The collection itself begins with a crash, literally, in ‘Crash Sonnet 1925’, which references the accident Frida Kahlo and her romantic partner at the time, Alejandro, were involved in, when the bus they were riding collided with a streetcar. Kahlo was severely injured, and it was during her recovery that she began to paint. ‘Crash Sonnet 1925’ ends with the line, ‘Choque, choque - ya me mató. Crash, crash - now I am dead.’ However, the poetry that follows is anything but dead. It is, instead, life in all its harshness and pain, but also strength and sheer persistence.
The injuries Kahlo sustained, on top of suffering from polio would alter her life. But the self is something Kahlo clung onto fiercely. Horan captures a striking defiance in her poem, ‘Proyecto Para Repararme en Tres Etapas, Vol. 2 1931’ in which she writes:
'And I am not,
Nor will I ever be -
Disabled for you.'
Disability is a prevalent and poignant theme throughout this collection. In a world that often ignores disabled women as sexual beings, Horan’s poetry is filled with a fierce, lustful passion.
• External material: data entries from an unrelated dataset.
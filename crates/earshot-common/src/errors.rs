use std::path::PathBuf;
use std::time::Duration;

/// A frame that does not match the relay wire format.
///
/// Always fatal to the connection that produced it, never to the process.
#[derive(Debug, Clone, PartialEq, Eq, thiserror::Error)]
pub enum ProtocolError {
    #[error("empty frame")]
    EmptyFrame,

    #[error("unknown opcode {0}")]
    UnknownOpcode(u8),

    #[error("opcode {opcode}: expected {expected} payload bytes, got {actual}")]
    PayloadLength {
        opcode: u8,
        expected: usize,
        actual: usize,
    },

    #[error("opcode {opcode}: {actual} payload bytes is not a whole number of {record}-byte records")]
    RaggedRecords {
        opcode: u8,
        record: usize,
        actual: usize,
    },

    #[error("invalid participant id: {0}")]
    InvalidParticipantId(String),

    #[error("unexpected text frame on binary channel")]
    UnexpectedText,
}

#[derive(Debug, thiserror::Error)]
pub enum RelayError {
    #[error("failed to bind listener: {0}")]
    Bind(String),

    #[error("failed to connect: {0}")]
    Connect(String),

    #[error("connection attempt timed out after {0:?}")]
    ConnectTimeout(Duration),

    #[error("transport error: {0}")]
    Transport(String),

    #[error(transparent)]
    Protocol(#[from] ProtocolError),
}

#[derive(Debug, thiserror::Error)]
pub enum SinkError {
    #[error("voice sink unavailable: {0}")]
    Unavailable(String),

    #[error("voice sink rejected parameter for {participant}: {reason}")]
    Rejected { participant: String, reason: String },
}

#[derive(Debug, thiserror::Error)]
pub enum ConfigError {
    #[error("config file not found: {0}")]
    FileNotFound(PathBuf),

    #[error("config parse error: {0}")]
    ParseError(String),

    #[error("config validation error: {0}")]
    ValidationError(String),
}

#[derive(Debug, thiserror::Error)]
pub enum EarshotError {
    #[error(transparent)]
    Config(#[from] ConfigError),

    #[error(transparent)]
    Relay(#[from] RelayError),

    #[error(transparent)]
    Protocol(#[from] ProtocolError),

    #[error(transparent)]
    Sink(#[from] SinkError),

    #[error(transparent)]
    Io(#[from] std::io::Error),

    #[error("position source error: {0}")]
    PositionSource(String),

    #[error("{0}")]
    Other(String),
}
This is shown in ‘Tu Boticeli 1926’:
'The lust within me works much better
no como mis piernas rotas; Not like my broken legs
Las que corrían; which used to run to you;
The ones killing you with desire,
wrapped around your body,
My meat would arrive - along with your hunger
mi carne llegará - con tu hambre
Quiero asfixiarte con amor. I want to smother you with my love'
There is, throughout the collection, a yearning desire to feel whole, or full, especially in one that is viewed by society as someone (or something) fragmented. This is seen in the poem, ‘Miti / Miti (half / half) 1945’, but also in ‘Maternity Coffin 1932’, in which Horan writes, ‘Soy media - mujer I am half of a woman’. The poem title, and this line alone should give an idea of the theme of this poem. Horan depicts the pressure binding womanhood and childbirth together to cause yet another wrench in Kahlo’s sense of self. In ‘Cuando Pierdo (When I Lose) 1932’ she writes, ‘I do not work / I do not produce living things’.
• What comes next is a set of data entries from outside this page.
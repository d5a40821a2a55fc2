//! Per-connection handler: `Connected` → `Identified` → `Closed`.

use std::net::SocketAddr;

use earshot_common::{ConnectionId, ProtocolError};
use futures_util::stream::SplitSink;
use futures_util::{SinkExt, StreamExt};
use tokio::net::TcpStream;
use tokio::sync::mpsc;
use tokio_tungstenite::tungstenite::{self, Message};
use tokio_tungstenite::WebSocketStream;
use tokio_util::sync::CancellationToken;
use tracing::{debug, info, warn};

use crate::protocol::{ClientMessage, HubMessage};
use crate::registry::{BindOutcome, PeerRegistry};

use super::deliver;

type WsSink = SplitSink<WebSocketStream<TcpStream>, Message>;

/// Handle a single WebSocket connection until it closes.
pub(super) async fn handle_connection(
    ws: WebSocketStream<TcpStream>,
    addr: SocketAddr,
    registry: PeerRegistry,
    shutdown: CancellationToken,
    outbound_queue: usize,
) {
    let conn = ConnectionId::new();
    let (mut sink, mut stream) = ws.split();

    // 1. Register the outbound queue so broadcasts and pings can reach us.
    let (tx, mut rx) = mpsc::channel::<Vec<u8>>(outbound_queue);
    registry.register(conn, addr, tx).await;
    info!(peer = %addr, conn = %conn.short(), "Client connected");

    // 2. Serve until the transport closes, the peer misbehaves, or the hub stops.
    loop {
        tokio::select! {
            _ = shutdown.cancelled() => {
                let _ = sink.send(Message::Close(None)).await;
                break;
            }

            Some(frame) = rx.recv() => {
                if let Err(e) = sink.send(Message::Binary(frame.into())).await {
                    warn!(peer = %addr, error = %e, "Send failed");
                    break;
                }
            }

            frame = stream.next() => match frame {
                Some(Ok(Message::Binary(data))) => match ClientMessage::decode(&data) {
                    Ok(message) => {
                        if let Err(e) = handle_message(message, conn, addr, &registry, &mut sink).await {
                            warn!(peer = %addr, error = %e, "Send failed");
                            break;
                        }
                    }
                    Err(e) => {
                        close_for_protocol_error(&mut sink, addr, &e).await;
                        break;
                    }
                },
                Some(Ok(Message::Text(_))) => {
                    close_for_protocol_error(&mut sink, addr, &ProtocolError::UnexpectedText).await;
                    break;
                }
                Some(Ok(Message::Ping(data))) => {
                    let _ = sink.send(Message::Pong(data)).await;
                }
                Some(Ok(Message::Close(_))) | None => break,
                Some(Err(e)) => {
                    warn!(peer = %addr, error = %e, "WS error");
                    break;
                }
                _ => {}
            }
        }
    }

    // 3. Retire the connection and announce the departure once.
    let departed = registry.remove(conn).await;
    match departed {
        Some(participant) if shutdown.is_cancelled() => {
            debug!(peer = %addr, participant = %participant, "Client closed by shutdown");
        }
        Some(participant) => {
            info!(peer = %addr, participant = %participant, "Client disconnected");
            let targets = registry.identified_senders(None).await;
            let frame = HubMessage::Disconnect(participant).encode();
            deliver(&targets, &frame);
        }
        None => {
            debug!(peer = %addr, conn = %conn.short(), "Unidentified client disconnected");
        }
    }
}

async fn handle_message(
    message: ClientMessage,
    conn: ConnectionId,
    addr: SocketAddr,
    registry: &PeerRegistry,
    sink: &mut WsSink,
) -> Result<(), tungstenite::Error> {
    match message {
        ClientMessage::Identify(participant) => {
            match registry.bind(conn, participant.clone()).await {
                BindOutcome::Bound => {
                    info!(peer = %addr, participant = %participant, "Client identified");
                    let peers = registry.snapshot(Some(&participant)).await;
                    debug!(participant = %participant, peers = peers.len(), "Sending initial players");
                    let frame = HubMessage::InitPlayers(peers).encode();
                    sink.send(Message::Binary(frame.into())).await?;
                }
                BindOutcome::AlreadyBound(existing) => {
                    debug!(
                        peer = %addr,
                        participant = %existing,
                        ignored = %participant,
                        "Ignoring repeated identify"
                    );
                }
                BindOutcome::UnknownConnection => {
                    debug!(peer = %addr, "Identify from unregistered connection");
                }
            }
        }
        ClientMessage::Update(position) => match registry.update_position(conn, position).await {
            Some(participant) => {
                debug!(participant = %participant, position = %position, "Position update");
                let targets = registry.identified_senders(Some(conn)).await;
                let frame = HubMessage::Position {
                    participant,
                    position,
                }
                .encode();
                deliver(&targets, &frame);
            }
            None => {
                debug!(peer = %addr, "Ignoring update before identify");
            }
        },
        ClientMessage::Pong => {
            let participant = registry.record_pong(conn).await;
            debug!(peer = %addr, participant = ?participant.as_ref().map(|p| p.as_str()), "Pong");
        }
    }
    Ok(())
}

async fn close_for_protocol_error(sink: &mut WsSink, addr: SocketAddr, error: &ProtocolError) {
    warn!(peer = %addr, error = %error, "Protocol error, closing connection");
    let _ = sink.send(Message::Close(None)).await;
}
What Kahlo does produce, however, is art, and a fullness appears to stem from this. In ‘Corona de la Cárcel (Lace Jail) 1940’, Horan writes:
'Must I be half
I want to be Frida
Just Frida. Artista.
Not any mix
Of any women
Nor any fantasy
Of your mind.'
Striving to find, or hold onto, the self amid unforeseeable changes and a long recovery is powerfully penned, poem by poem. Art for Kahlo, and poetry for Horan, appear to be an anchoring force for stability at such a time and is captured perfectly in Horan’s lines, ‘To sustain is to paint / Is to use one’s art like a crutch.’ You cannot help but read Self-Portrait as a labour of love. Sensitive and strong, Horan’s efforts to honour the life and art of Frida Kahlo has surely been a success.